Today I read a rather scathing piece on the performance of economists in the lead up to and throughout the financial crisis, which included this rather longer but nevertheless brilliant quotation from Keynes.

The completeness of the [orthodox] victory is something of a curiosity and a mystery. It must have been due to a complex of suitabilities in the doctrine to the environment into which it was projected. That it reached conclusions quite different from what the ordinary uninstructed person would expect, added, I suppose, to its intellectual prestige. That its teaching, translated into practice, was austere and often unpalatable, lent it virtue. That it was adapted to carry a vast and consistent logical superstructure, gave it beauty.
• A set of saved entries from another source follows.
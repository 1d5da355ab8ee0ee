//! Tone recognizer: listens to an input stream and reports DTMF symbols
//!
//! A listening session runs on its own thread, which owns the input port
//! (cpal streams are `!Send`). The port's capture callback owns the
//! `BlockAssembler` and the `Detector`, so analysis happens on the audio
//! thread and confirmed symbols leave it through a non-blocking `EventSink`.

use std::sync::atomic::{AtomicBool, Ordering};
use std::sync::Arc;
use std::thread::{self, JoinHandle};

use crossbeam_channel::{bounded, Receiver, Sender};

use super::detector::{BlockAssembler, Detector, DetectorSettings};
use super::events::EventSink;
use super::table::DtmfSymbol;
use crate::domain::{
    AudioSample, CodecConfig, DtmfError, DtmfResult, ErrorEvent, ErrorKind, StreamFormat,
};
use crate::ports::InputFactory;

struct ListenSession {
    /// Dropping this ends the session
    stop_tx: Sender<()>,
    handle: JoinHandle<()>,
    format: StreamFormat,
}

/// Everything the session thread needs, moved onto it at `start`
struct SessionPlan {
    factory: InputFactory,
    block_size: usize,
    settings: Arc<DetectorSettings>,
    running: Arc<AtomicBool>,
    symbols: EventSink<DtmfSymbol>,
    errors: EventSink<ErrorEvent>,
}

fn run_listen_session(
    plan: SessionPlan,
    stop_rx: Receiver<()>,
    ready_tx: Sender<DtmfResult<StreamFormat>>,
) {
    let SessionPlan {
        factory,
        block_size,
        settings,
        running,
        symbols,
        errors,
    } = plan;

    let mut input = factory();
    let format = match input.input_format().and_then(StreamFormat::validate) {
        Ok(format) => format,
        Err(e) => {
            let _ = ready_tx.send(Err(e));
            return;
        }
    };

    // The detector holds the only session reference to `settings`; it lives
    // exactly as long as the capture callback does.
    let mut detector = match Detector::new(block_size, format.sample_rate, settings) {
        Ok(detector) => detector,
        Err(e) => {
            log::warn!("Input format cannot be analysed: {e}");
            let _ = ready_tx.send(Err(DtmfError::UnknownInputFormat {
                sample_rate: format.sample_rate,
                channels: format.channels,
            }));
            return;
        }
    };
    let mut assembler = BlockAssembler::new(block_size, usize::from(format.channels));

    let err_running = running.clone();
    let started = input.start(
        Box::new(move |data: &[AudioSample]| {
            assembler.push(data, |block| {
                if let Some(symbol) = detector.feed(block) {
                    symbols.publish(symbol);
                }
            });
        }),
        Box::new(move |message: String| {
            err_running.store(false, Ordering::SeqCst);
            errors.publish(ErrorEvent {
                kind: ErrorKind::AudioStartFailed,
                message: format!("Input stream error: {message}"),
            });
        }),
    );

    if let Err(e) = started {
        let _ = ready_tx.send(Err(e));
        return;
    }

    running.store(true, Ordering::SeqCst);
    let _ = ready_tx.send(Ok(format));
    log::info!(
        "Listening at {} Hz, {} channel(s), {}-sample blocks",
        format.sample_rate,
        format.channels,
        block_size
    );

    // Returns once the sender side is dropped
    let _ = stop_rx.recv();

    if let Err(e) = input.stop() {
        log::warn!("Failed to stop audio input: {e}");
    }
    running.store(false, Ordering::SeqCst);
    log::info!("Listening stopped");
}

/// DTMF tone recognizer
pub struct ToneRecognizer {
    config: CodecConfig,
    input_factory: InputFactory,
    settings: Arc<DetectorSettings>,
    symbols: EventSink<DtmfSymbol>,
    errors: EventSink<ErrorEvent>,
    running: Arc<AtomicBool>,
    session: Option<ListenSession>,
}

impl ToneRecognizer {
    /// Confirmed symbols go to `symbols`; stream failures after start go to `errors`.
    pub fn new(
        config: &CodecConfig,
        input_factory: InputFactory,
        symbols: EventSink<DtmfSymbol>,
        errors: EventSink<ErrorEvent>,
    ) -> Self {
        Self {
            config: config.clone(),
            input_factory,
            settings: Arc::new(DetectorSettings::from_config(config)),
            symbols,
            errors,
            running: Arc::new(AtomicBool::new(false)),
            session: None,
        }
    }

    /// Begin listening. Returns the format the device delivers.
    ///
    /// Fails with `AlreadyRunning` if a session is active, `Config` if the
    /// configuration does not validate, `UnknownInputFormat` if the device
    /// reports a zero sample rate or channel count or a rate at which the
    /// configured block cannot separate the DTMF tones, or whatever
    /// the device reports (`AudioStartFailed`, `PermissionDenied`) if the
    /// stream cannot be started. A failed start leaves the recognizer stopped.
    pub fn start(&mut self) -> DtmfResult<StreamFormat> {
        if self.running.load(Ordering::SeqCst) {
            return Err(DtmfError::AlreadyRunning);
        }
        self.config.validate()?;
        // A session whose device failed is still parked until stopped
        self.release_session();

        let (stop_tx, stop_rx) = bounded::<()>(1);
        let (ready_tx, ready_rx) = bounded::<DtmfResult<StreamFormat>>(1);

        let plan = SessionPlan {
            factory: self.input_factory.clone(),
            block_size: self.config.buffer_size,
            settings: self.settings.clone(),
            running: self.running.clone(),
            symbols: self.symbols.clone(),
            errors: self.errors.clone(),
        };

        let handle = thread::spawn(move || run_listen_session(plan, stop_rx, ready_tx));

        match ready_rx.recv() {
            Ok(Ok(format)) => {
                self.session = Some(ListenSession {
                    stop_tx,
                    handle,
                    format,
                });
                Ok(format)
            }
            Ok(Err(e)) => {
                log::error!("Failed to start recognition: {e}");
                let _ = handle.join();
                self.running.store(false, Ordering::SeqCst);
                Err(e)
            }
            Err(_) => {
                let _ = handle.join();
                self.running.store(false, Ordering::SeqCst);
                Err(DtmfError::AudioStartFailed("Recognition thread exited".into()))
            }
        }
    }

    /// Release the input stream and the analysis buffers.
    /// Safe to call when not running.
    pub fn stop(&mut self) -> DtmfResult<()> {
        self.release_session();
        self.running.store(false, Ordering::SeqCst);
        Ok(())
    }

    pub fn is_running(&self) -> bool {
        self.running.load(Ordering::SeqCst)
    }

    /// Format of the active session
    pub fn format(&self) -> Option<StreamFormat> {
        self.session.as_ref().map(|s| s.format)
    }

    /// Live tuning handle; changes apply to the next analysed block
    pub fn settings(&self) -> Arc<DetectorSettings> {
        self.settings.clone()
    }

    pub fn set_required_persistence_count(&self, count: usize) {
        self.settings.set_required_persistence_count(count);
    }

    pub fn set_detection_threshold(&self, threshold: f32) {
        self.settings.set_detection_threshold(threshold);
    }

    fn release_session(&mut self) {
        if let Some(session) = self.session.take() {
            drop(session.stop_tx);
            if session.handle.join().is_err() {
                log::error!("Recognition thread panicked");
            }
        }
    }
}

impl Drop for ToneRecognizer {
    fn drop(&mut self) {
        let _ = self.stop();
    }
}

#[cfg(test)]
mod tests {
    use super::*;
    use crate::adapters::MockAudioInput;
    use crate::dtmf::events::EventBus;
    use std::time::Duration;

    const WAIT: Duration = Duration::from_secs(2);

    struct Harness {
        mock: MockAudioInput,
        recognizer: ToneRecognizer,
        symbols: Receiver<DtmfSymbol>,
        errors: Receiver<ErrorEvent>,
        _buses: (EventBus<DtmfSymbol>, EventBus<ErrorEvent>),
    }

    fn harness(mock: MockAudioInput, config: CodecConfig) -> Harness {
        let symbol_bus = EventBus::new();
        let error_bus = EventBus::new();
        let recognizer =
            ToneRecognizer::new(&config, mock.factory(), symbol_bus.sink(), error_bus.sink());
        Harness {
            mock,
            recognizer,
            symbols: symbol_bus.subscribe(),
            errors: error_bus.subscribe(),
            _buses: (symbol_bus, error_bus),
        }
    }

    fn stereo_tone(freqs: &[f64], frames: usize, sample_rate: u32) -> Vec<f32> {
        (0..frames)
            .flat_map(|n| {
                let t = n as f64 / sample_rate as f64;
                let s = freqs
                    .iter()
                    .map(|f| 0.5 * (std::f64::consts::TAU * f * t).sin())
                    .sum::<f64>() as f32;
                [s, 0.0]
            })
            .collect()
    }

    #[test]
    fn test_start_twice_is_already_running_until_stopped() {
        let mut h = harness(MockAudioInput::new(StreamFormat::new(44100, 1)), CodecConfig::default());

        assert_eq!(h.recognizer.start(), Ok(StreamFormat::new(44100, 1)));
        assert!(h.recognizer.is_running());
        assert_eq!(h.recognizer.start(), Err(DtmfError::AlreadyRunning));
        assert_eq!(h.mock.start_count(), 1);

        h.recognizer.stop().unwrap();
        assert!(!h.recognizer.is_running());
        assert_eq!(h.recognizer.format(), None);
        assert!(h.recognizer.start().is_ok());
        h.recognizer.stop().unwrap();
    }

    #[test]
    fn test_stop_when_not_running_is_a_no_op() {
        let mut h = harness(MockAudioInput::new(StreamFormat::new(44100, 1)), CodecConfig::default());
        assert!(h.recognizer.stop().is_ok());
        assert!(h.recognizer.stop().is_ok());
        assert_eq!(h.mock.stop_count(), 0);
    }

    #[test]
    fn test_zero_sample_rate_is_unknown_input_format() {
        let mut h = harness(MockAudioInput::new(StreamFormat::new(0, 1)), CodecConfig::default());
        assert_eq!(
            h.recognizer.start(),
            Err(DtmfError::UnknownInputFormat {
                sample_rate: 0,
                channels: 1
            })
        );
        assert!(!h.recognizer.is_running());
        assert_eq!(h.mock.start_count(), 0);
    }

    #[test]
    fn test_zero_channels_is_unknown_input_format() {
        let mut h = harness(MockAudioInput::new(StreamFormat::new(44100, 0)), CodecConfig::default());
        assert!(matches!(
            h.recognizer.start(),
            Err(DtmfError::UnknownInputFormat { .. })
        ));
    }

    #[test]
    fn test_device_errors_propagate_from_start() {
        let mock = MockAudioInput::failing(
            StreamFormat::new(44100, 1),
            DtmfError::PermissionDenied("microphone access".into()),
        );
        let mut h = harness(mock, CodecConfig::default());
        assert!(matches!(h.recognizer.start(), Err(DtmfError::PermissionDenied(_))));
        assert!(!h.recognizer.is_running());
    }

    #[test]
    fn test_repeated_start_stop_releases_each_detector() {
        let mut h = harness(MockAudioInput::new(StreamFormat::new(44100, 1)), CodecConfig::default());
        let settings = h.recognizer.settings();
        let idle = Arc::strong_count(&settings);

        for _ in 0..5 {
            h.recognizer.start().unwrap();
            assert_eq!(Arc::strong_count(&settings), idle + 1);
            h.recognizer.stop().unwrap();
            assert_eq!(Arc::strong_count(&settings), idle);
        }
        assert_eq!(h.mock.start_count(), 5);
        assert_eq!(h.mock.stop_count(), 5);
    }

    #[test]
    fn test_failed_start_releases_detector() {
        let mock = MockAudioInput::failing(
            StreamFormat::new(44100, 1),
            DtmfError::AudioStartFailed("busy".into()),
        );
        let mut h = harness(mock, CodecConfig::default());
        let settings = h.recognizer.settings();
        let idle = Arc::strong_count(&settings);

        assert!(h.recognizer.start().is_err());
        assert_eq!(Arc::strong_count(&settings), idle);
        assert!(h.recognizer.stop().is_ok());
    }

    #[test]
    fn test_stereo_capture_emits_symbol_from_first_channel() {
        let config = CodecConfig {
            required_persistence_count: 2,
            detection_threshold: 20.0,
            ..CodecConfig::default()
        };
        let mut h = harness(MockAudioInput::new(StreamFormat::new(44100, 2)), config);
        h.recognizer.start().unwrap();

        // Two full blocks delivered in odd-sized chunks
        let samples = stereo_tone(&[1336.0, 770.0], 2048, 44100);
        for chunk in samples.chunks(2 * 300) {
            assert!(h.mock.push(chunk));
        }

        assert_eq!(h.symbols.recv_timeout(WAIT), Ok(DtmfSymbol::Digit5));
        assert!(h.symbols.recv_timeout(Duration::from_millis(100)).is_err());
        h.recognizer.stop().unwrap();
    }

    #[test]
    fn test_settings_changes_apply_to_running_session() {
        let config = CodecConfig {
            required_persistence_count: 10,
            detection_threshold: 20.0,
            ..CodecConfig::default()
        };
        let mut h = harness(MockAudioInput::new(StreamFormat::new(44100, 1)), config);
        h.recognizer.start().unwrap();

        let block: Vec<f32> = stereo_tone(&[697.0, 1209.0], 1024, 44100)
            .into_iter()
            .step_by(2)
            .collect();
        h.mock.push(&block);
        assert!(h.symbols.recv_timeout(Duration::from_millis(100)).is_err());

        h.recognizer.set_required_persistence_count(2);
        h.mock.push(&block);
        assert_eq!(h.symbols.recv_timeout(WAIT), Ok(DtmfSymbol::Digit1));
        h.recognizer.stop().unwrap();
    }

    #[test]
    fn test_stream_failure_is_reported_and_start_recovers() {
        let mut h = harness(MockAudioInput::new(StreamFormat::new(44100, 1)), CodecConfig::default());
        h.recognizer.start().unwrap();

        h.mock.raise_error("device removed");
        let event = h.errors.recv_timeout(WAIT).unwrap();
        assert_eq!(event.kind, ErrorKind::AudioStartFailed);
        assert!(!h.recognizer.is_running());

        // The parked session is released before a new one starts
        assert!(h.recognizer.start().is_ok());
        assert_eq!(h.mock.start_count(), 2);
        h.recognizer.stop().unwrap();
    }

    #[test]
    fn test_invalid_config_fails_before_opening_device() {
        let config = CodecConfig {
            buffer_size: 0,
            ..CodecConfig::default()
        };
        let mut h = harness(MockAudioInput::new(StreamFormat::new(44100, 1)), config);
        assert!(matches!(h.recognizer.start(), Err(DtmfError::Config(_))));
        assert!(!h.recognizer.is_running());
        assert_eq!(h.recognizer.format(), None);
        assert_eq!(h.mock.start_count(), 0);
    }

    #[test]
    fn test_device_rate_that_merges_tone_bins_is_rejected() {
        // 1024 samples at 192 kHz put 697 and 770 Hz in the same bin
        let mut h = harness(
            MockAudioInput::new(StreamFormat::new(192_000, 2)),
            CodecConfig::default(),
        );
        assert_eq!(
            h.recognizer.start(),
            Err(DtmfError::UnknownInputFormat {
                sample_rate: 192_000,
                channels: 2
            })
        );
        assert!(!h.recognizer.is_running());
        assert_eq!(h.mock.start_count(), 0);
    }
}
That it could explain much social injustice and apparent cruelty as an inevitable incident in the scheme of progress, [with] the attempt to change such things as likely on the whole to do more harm than good, commended it to authority. That it afforded a measure of justification to the free activities of the individual capitalist, attracted to it the support of the dominant social force behind authority. But although the doctrine itself has remained unquestioned by orthodox economists up to a late date, its signal failure for purposes of scientific prediction has greatly impaired, in the course of time, the prestige of its practitioners. For professional economists…were apparently unmoved by the lack of correspondence between the results of their theory and the facts of observation—a discrepancy which the ordinary man has not failed to observe, with the result of his growing unwillingness to accord to economists that measure of respect which he gives to other groups of scientists…

John Maynard Keynes, The General Theory of Employment, Interest and Money (1936; London: Macmillan, 1964) 32–3

I have a copy of the General Theory, which I have only skimmed. One day I really should read the whole thing. In fact, there’s even a Kindle edition for $3, so maybe that day is not too far away…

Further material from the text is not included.